Cognitive impairments, which can be caused by neurodegenerative and cerebrovascular disease, represent a growing global health crisis with far-reaching implications for individuals, families, healthcare systems, and economies worldwide. Notably, neurodegenerative-induced cognitive impairment often presents a different pattern and severity compared to cerebrovascular-induced cognitive impairment. With the development of computational technology, machine learning techniques have developed rapidly, which offers a powerful tool in radiomic analysis, allowing a more comprehensive model that can handle high-dimensional, multivariate data compared to the traditional approach. Such models allow the prediction of the disease development, as well as accurately classify disease from overlapping symptoms, therefore facilitating clinical decision making. This review will focus on the application of machine learning-based radiomics on cognitive impairment caused by neurogenerative and cerebrovascular disease. Within the neurodegenerative category, this review primarily focuses on Alzheimer's disease, while also covering other conditions such as Parkinson's disease, Lewy body dementia, and Huntington's disease. In the cerebrovascular category, we concentrate on poststroke cognitive impairment, including ischemic and hemorrhagic stroke, with additional attention given to small vessel disease and moyamoya disease. We also review the specific challenges and limitations when applying machine learning radiomics, and provide our suggestion to overcome those limitations towards the end, and discuss what could be done for future clinical use.

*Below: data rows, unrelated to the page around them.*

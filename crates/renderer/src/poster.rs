//! The poster rendering pipeline.

use std::time::{Duration, Instant};

use image::RgbaImage;
use serde::Serialize;

use poster_common::{PosterLabels, PosterResult, WeatherRecord};

use crate::assets::{AssetConfig, AssetSource, AssetStore};
use crate::compose::{apply_overlay, fill_rect};
use crate::layout::{PosterLayout, DIM_OVERLAY, PANEL_COLOR};
use crate::png::encode_png;

/// An encoded poster image (PNG).
#[derive(Debug, Clone, PartialEq, Eq)]
pub struct RenderedPoster {
    data: Vec<u8>,
}

impl RenderedPoster {
    pub const CONTENT_TYPE: &'static str = "image/png";

    pub fn as_bytes(&self) -> &[u8] {
        &self.data
    }

    pub fn into_bytes(self) -> Vec<u8> {
        self.data
    }

    pub fn len(&self) -> usize {
        self.data.len()
    }

    pub fn is_empty(&self) -> bool {
        self.data.is_empty()
    }
}

/// What one render did besides producing pixels.
#[derive(Debug, Clone, Copy, PartialEq, Eq, Serialize)]
pub struct RenderDiagnostics {
    pub background: AssetSource,
    pub font: AssetSource,
    #[serde(skip)]
    pub elapsed: Duration,
}

/// Renders weather records into posters.
///
/// Holds no per-render state; concurrent calls each build their own canvas.
#[derive(Debug)]
pub struct PosterRenderer {
    assets: AssetStore,
    labels: PosterLabels,
    layout: PosterLayout,
}

impl PosterRenderer {
    /// Create a renderer, failing fast on structurally invalid asset paths.
    pub fn new(config: AssetConfig) -> PosterResult<Self> {
        config.validate()?;
        Ok(Self {
            assets: AssetStore::new(config),
            labels: PosterLabels::default(),
            layout: PosterLayout::default(),
        })
    }

    pub fn with_labels(mut self, labels: PosterLabels) -> Self {
        self.labels = labels;
        self
    }

    pub fn labels(&self) -> &PosterLabels {
        &self.labels
    }

    pub fn layout(&self) -> &PosterLayout {
        &self.layout
    }

    pub fn asset_config(&self) -> &AssetConfig {
        self.assets.config()
    }

    /// Render a poster and encode it as PNG.
    pub fn render(&self, record: &WeatherRecord) -> PosterResult<RenderedPoster> {
        self.render_with_diagnostics(record).map(|(poster, _)| poster)
    }

    /// Render a poster, also reporting which assets fell back.
    pub fn render_with_diagnostics(
        &self,
        record: &WeatherRecord,
    ) -> PosterResult<(RenderedPoster, RenderDiagnostics)> {
        let started = Instant::now();
        let (canvas, mut diagnostics) = self.compose(record)?;
        let data = encode_png(&canvas)?;
        diagnostics.elapsed = started.elapsed();

        tracing::debug!(
            city = %record.name,
            bytes = data.len(),
            elapsed_ms = diagnostics.elapsed.as_secs_f64() * 1000.0,
            background = ?diagnostics.background,
            font = ?diagnostics.font,
            "Rendered poster"
        );

        Ok((RenderedPoster { data }, diagnostics))
    }

    /// Build the composited canvas without encoding it.
    ///
    /// Order: background (or white), fonts (or bitmap), dim overlay, then
    /// for each element its panel, its shadow and its fill.
    pub fn compose(&self, record: &WeatherRecord) -> PosterResult<(RgbaImage, RenderDiagnostics)> {
        let started = Instant::now();
        record.validate()?;
        let elements = self.layout.elements(record, &self.labels)?;

        let (mut canvas, background) = self
            .assets
            .background(self.layout.width(), self.layout.height());
        let (fonts, font) = self.assets.fonts();

        apply_overlay(&mut canvas, DIM_OVERLAY);

        for element in &elements {
            if let Some(panel) = element.panel {
                fill_rect(&mut canvas, panel, PANEL_COLOR);
            }
            fonts
                .get(element.role)
                .draw_with_shadow(&mut canvas, element.x, element.y, &element.text);
        }

        let diagnostics = RenderDiagnostics {
            background,
            font,
            elapsed: started.elapsed(),
        };
        Ok((canvas, diagnostics))
    }
}
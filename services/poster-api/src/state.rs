//! Application state and shared resources.

use anyhow::{Context, Result};
use metrics_exporter_prometheus::PrometheusHandle;
use std::sync::Arc;

use renderer::PosterRenderer;

use crate::config::ServiceConfig;
use crate::metrics::PosterMetrics;
use crate::storage::PosterStorage;

/// Shared application state.
pub struct AppState {
    pub config: ServiceConfig,
    pub renderer: Arc<PosterRenderer>,
    pub storage: PosterStorage,
    pub metrics: Arc<PosterMetrics>,
    pub prometheus: PrometheusHandle,
}

impl AppState {
    /// Build the renderer and prepare the output directory.
    ///
    /// Missing asset files are only warned about; renders fall back.
    pub fn new(config: ServiceConfig, prometheus: PrometheusHandle) -> Result<Self> {
        config.assets.warn_missing();

        let renderer = PosterRenderer::new(config.assets.clone())
            .context("invalid asset configuration")?
            .with_labels(config.labels.clone());

        let posters_dir = config.posters_dir();
        let storage = PosterStorage::open(&posters_dir).with_context(|| {
            format!("failed to create output directory {}", posters_dir.display())
        })?;

        Ok(Self {
            config,
            renderer: Arc::new(renderer),
            storage,
            metrics: Arc::new(PosterMetrics::new()),
            prometheus,
        })
    }
}
//! Weather data accepted by the poster renderer.
//!
//! Field names on the wire follow the upstream weather feed: the condition
//! list is `weather` and the apparent temperature is `feels_like`. The
//! camel-case spellings `weatherList` and `feelsLike` are accepted as aliases.

use serde::{Deserialize, Serialize};

use crate::error::{PosterError, PosterResult};

/// One weather condition entry.
#[derive(Debug, Clone, PartialEq, Serialize, Deserialize)]
pub struct WeatherCondition {
    /// Condition category (e.g. "Clouds").
    pub main: String,
    /// Human-readable description drawn on the poster.
    pub description: String,
    /// Icon code (e.g. "04d"). Not drawn.
    pub icon: String,
}

/// Temperature and humidity readings.
#[derive(Debug, Clone, PartialEq, Serialize, Deserialize)]
pub struct MainReadings {
    /// Temperature in °C.
    pub temp: f64,
    /// Apparent temperature in °C.
    #[serde(alias = "feelsLike")]
    pub feels_like: f64,
    /// Relative humidity in percent.
    pub humidity: i64,
}

/// Wind readings.
#[derive(Debug, Clone, PartialEq, Serialize, Deserialize)]
pub struct WindReadings {
    /// Wind speed in m/s.
    pub speed: f64,
}

/// A complete weather record for one location.
#[derive(Debug, Clone, PartialEq, Serialize, Deserialize)]
pub struct WeatherRecord {
    /// Location label.
    pub name: String,
    /// Ordered conditions; only the first one is drawn.
    #[serde(rename = "weather", alias = "weatherList")]
    pub weather_list: Vec<WeatherCondition>,
    pub main: MainReadings,
    pub wind: WindReadings,
}

impl WeatherRecord {
    /// Check the preconditions rendering relies on.
    ///
    /// The condition list must be non-empty and every float reading must be
    /// finite.
    pub fn validate(&self) -> PosterResult<()> {
        if self.weather_list.is_empty() {
            return Err(PosterError::InvalidInput(
                "weather list must contain at least one condition".to_string(),
            ));
        }

        let readings = [
            ("main.temp", self.main.temp),
            ("main.feels_like", self.main.feels_like),
            ("wind.speed", self.wind.speed),
        ];
        for (field, value) in readings {
            if !value.is_finite() {
                return Err(PosterError::InvalidInput(format!(
                    "{} must be a finite number, got {}",
                    field, value
                )));
            }
        }

        Ok(())
    }

    /// The condition whose description is drawn, if any.
    pub fn primary_condition(&self) -> Option<&WeatherCondition> {
        self.weather_list.first()
    }
}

认知障碍可由神经退行性疾病和脑血管疾病引起,是一个日益严重的全球健康危机,对世界各地的个人、家庭、医疗系统和经济都产生了深远影响。值得注意的是,与脑血管疾病引起的认知障碍相比,神经退行性疾病引起的认知障碍往往表现出不同的模式和严重程度。随着计算技术的发展,机器学习技术迅速发展,为放射组学分析提供了强大工具,与传统方法相比,它能提供一个更全面的模型来处理高维、多变量数据。这种模型能够预测疾病发展,还能从重叠症状中准确分类疾病,从而有助于临床决策。本综述将聚焦基于机器学习的放射组学在神经退行性疾病和脑血管疾病所致认知障碍中的应用。在神经退行性疾病类别中,本综述主要关注阿尔茨海默病,同时也涵盖其他病症,如帕金森病、路易体痴呆和亨廷顿病。在脑血管疾病类别中,我们专注于卒中后认知障碍,包括缺血性和出血性卒中,同时也关注小血管疾病和烟雾病。我们还将审视应用机器学习放射组学时的具体挑战和局限,并在文末给出克服这些局限的建议,同时讨论未来临床应用中可采取的措施。